Pour autant, tout ne va pas mal entre nos deux pays. Les relations économiques bilatérales repartent, après deux années difficiles et malgré les sanctions. Les entreprises françaises continuent d’investir de façon significative en Russie, dont elles n’ont jamais mis en doute le potentiel et où elles sont restées au plus fort de la crise. En flux, la France occupait ainsi, en 2016, la première place en termes d’investissements directs étrangers (hors-offshore) et était le premier employeur étranger en Russie. Les liens culturels continuent par ailleurs de jouer leur rôle de passerelle entre nos sociétés : l’exposition Chtchoukine à la fondation Vuitton a ainsi été vue par plus d’un million de personnes, tandis que les Moscovites ont pu contempler au musée du Kremlin les vitraux de la Sainte-Chapelle, qui quittaient le territoire français pour la première fois depuis huit siècles. Les liens universitaires entre nos deux pays restent particulièrement denses. Enfin, le vol de Thomas Pesquet a bord de la station internationale a rappelé la coopération bilatérale exceptionnelle entre la France et la Russie dans le domaine spatial.
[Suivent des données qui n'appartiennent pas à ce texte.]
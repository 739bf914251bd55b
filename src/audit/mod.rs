//! The preflight engine: runs both auditors over a collection and
//! aggregates their outcomes into one report.

mod images;
mod text;

pub use images::{parse_line, parse_listing, ImageAuditor};
pub use text::{contains_target, TextAuditor};

use crate::error::Result;
use crate::locale::{Localizer, MonthTable};
use crate::locator::DocumentLocator;
use crate::model::{AuditReport, CheckSet, Document, DocumentReport, MetadataRecord};
use crate::options::AuditOptions;
use crate::resolver::MetadataResolver;
use crate::store::CollectionStore;
use crate::tool::ToolRunner;
use rayon::prelude::*;

static DEFAULT_LOCALIZER: MonthTable = MonthTable;

/// The preflight engine.
///
/// One invocation resolves the metadata record fresh, enumerates the PDF
/// candidates of a collection, runs the image-resolution and text-presence
/// auditors on each, and groups the outcomes per document without altering
/// them. A single document's failure never aborts the batch.
///
/// # Example
///
/// ```no_run
/// use preflight::{CheckSet, FsStore, Preflight};
///
/// fn main() -> preflight::Result<()> {
///     let store = FsStore::new("/srv/editorial/books/meteo");
///     let checks = CheckSet::from_file("checks.json")?;
///     let report = Preflight::new(&store).with_checks(checks).run("")?;
///     println!("{} findings", report.finding_count());
///     Ok(())
/// }
/// ```
pub struct Preflight<'a> {
    store: &'a dyn CollectionStore,
    localizer: &'a dyn Localizer,
    options: AuditOptions,
    checks: CheckSet,
}

impl<'a> Preflight<'a> {
    /// Create an engine over a store, with default options, the built-in
    /// localizer, and no checks.
    pub fn new(store: &'a dyn CollectionStore) -> Self {
        Self {
            store,
            localizer: &DEFAULT_LOCALIZER,
            options: AuditOptions::default(),
            checks: CheckSet::new(),
        }
    }

    /// Replace the localizer.
    pub fn with_localizer(mut self, localizer: &'a dyn Localizer) -> Self {
        self.localizer = localizer;
        self
    }

    /// Replace the options.
    pub fn with_options(mut self, options: AuditOptions) -> Self {
        self.options = options;
        self
    }

    /// Set the checks evaluated by the text-presence auditor.
    pub fn with_checks(mut self, checks: CheckSet) -> Self {
        self.checks = checks;
        self
    }

    /// Run the full preflight over a collection.
    ///
    /// Check definitions are validated up front: a defective check is a
    /// setup error, raised before any document is touched. A missing
    /// metadata record disables the text checks (they have nothing to
    /// resolve against) but image audits still run. Zero eligible
    /// documents yields an empty report, a valid outcome.
    pub fn run(&self, collection: &str) -> Result<AuditReport> {
        self.checks.validate()?;

        let resolver = MetadataResolver::new(self.store, self.localizer, &self.options);
        let metadata = resolver.locate(collection)?;
        if metadata.is_none() {
            log::warn!(
                "no metadata record found for {collection:?}; text checks are skipped"
            );
        }

        let documents = DocumentLocator::new(self.store).list_candidates(collection)?;
        let runner = ToolRunner::new(self.options.tool_timeout);

        let mut report = AuditReport::new(metadata.is_some());
        report.documents = if self.options.parallel {
            documents
                .par_iter()
                .map(|doc| self.audit_document(&runner, metadata.as_ref(), doc))
                .collect()
        } else {
            documents
                .iter()
                .map(|doc| self.audit_document(&runner, metadata.as_ref(), doc))
                .collect()
        };
        Ok(report)
    }

    /// Audit one document with both auditors, catching recoverable
    /// failures so the batch continues.
    fn audit_document(
        &self,
        runner: &ToolRunner,
        metadata: Option<&MetadataRecord>,
        document: &Document,
    ) -> DocumentReport {
        let mut report = DocumentReport::new(&document.filename);

        match ImageAuditor::new(runner, &self.options).audit_document(document) {
            Ok(images) => report.images = images,
            Err(e) => {
                log::warn!("image audit failed for {}: {e}", document.filename);
                report.error = Some(e.to_string());
                return report;
            }
        }

        if let Some(metadata) = metadata {
            match TextAuditor::new(runner, &self.options).check_document(
                document,
                metadata,
                &self.checks.checks,
            ) {
                Ok(checks) => report.checks = checks,
                Err(e) => {
                    log::warn!("text checks failed for {}: {e}", document.filename);
                    report.error = Some(e.to_string());
                }
            }
        }

        report
    }
}

#[cfg(test)]
mod tests {
    use super::*;
    use crate::error::Error;
    use crate::model::Check;
    use crate::store::MemoryStore;

    #[test]
    fn test_empty_collection_yields_empty_report() {
        let store = MemoryStore::new().with_container("book");
        let report = Preflight::new(&store).run("book").unwrap();
        assert!(report.is_empty());
        assert!(report.is_clean());
        assert!(!report.metadata_found);
    }

    #[test]
    fn test_defective_checks_fail_before_any_audit() {
        let store = MemoryStore::new();
        let checks = CheckSet::from_checks(vec![Check::new(1, "{title}")]);
        let result = Preflight::new(&store).with_checks(checks).run("");
        assert!(matches!(result, Err(Error::Configuration(_))));
    }

    #[test]
    fn test_metadata_found_is_reported() {
        let store = MemoryStore::new()
            .with_container("book/XML")
            .with_record("book/XML", MetadataRecord::new());
        let report = Preflight::new(&store).run("book").unwrap();
        assert!(report.metadata_found);
        assert!(report.is_empty());
    }
}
Un nouveau départ est-il possible entre Paris et Moscou ? Sans doute. Les entretiens Macron-Poutine du 29 mai 2017 à Versailles, où le nouveau président français avait invité son homologue russe à l’occasion de l’inauguration d’une exposition sur le tricentenaire du voyage de Pierre le Grand en France, s’inscrivent dans cette démarche. Un rapprochement des positions se dessine sur un certain nombre de dossiers, notamment sur la Syrie. Pour que ce « reset » soit durable, plusieurs conditions devront cependant être réunies. Côté français, il faudra réintroduire de la rationalité, de l’histoire et de la géographie dans nos approches de la Russie. De ce point de vue, la revendication par le président Macron d’un héritage diplomatique gaullo-mitterrandien et la rupture annoncée avec l’idéologie néoconservatrice sont plutôt encourageantes. Côté russe, une équidistance à l’égard des forces politiques françaises et, de façon plus générale, une plus grande retenue faciliteraient sûrement les choses. Un peu plus de curiosité, de bonne foi et d’empathie chez les journalistes de nos deux pays aussi, le fond informationnel constituant l’un des obstacles les plus sérieux au développement normal des relations entre la France et la Russie.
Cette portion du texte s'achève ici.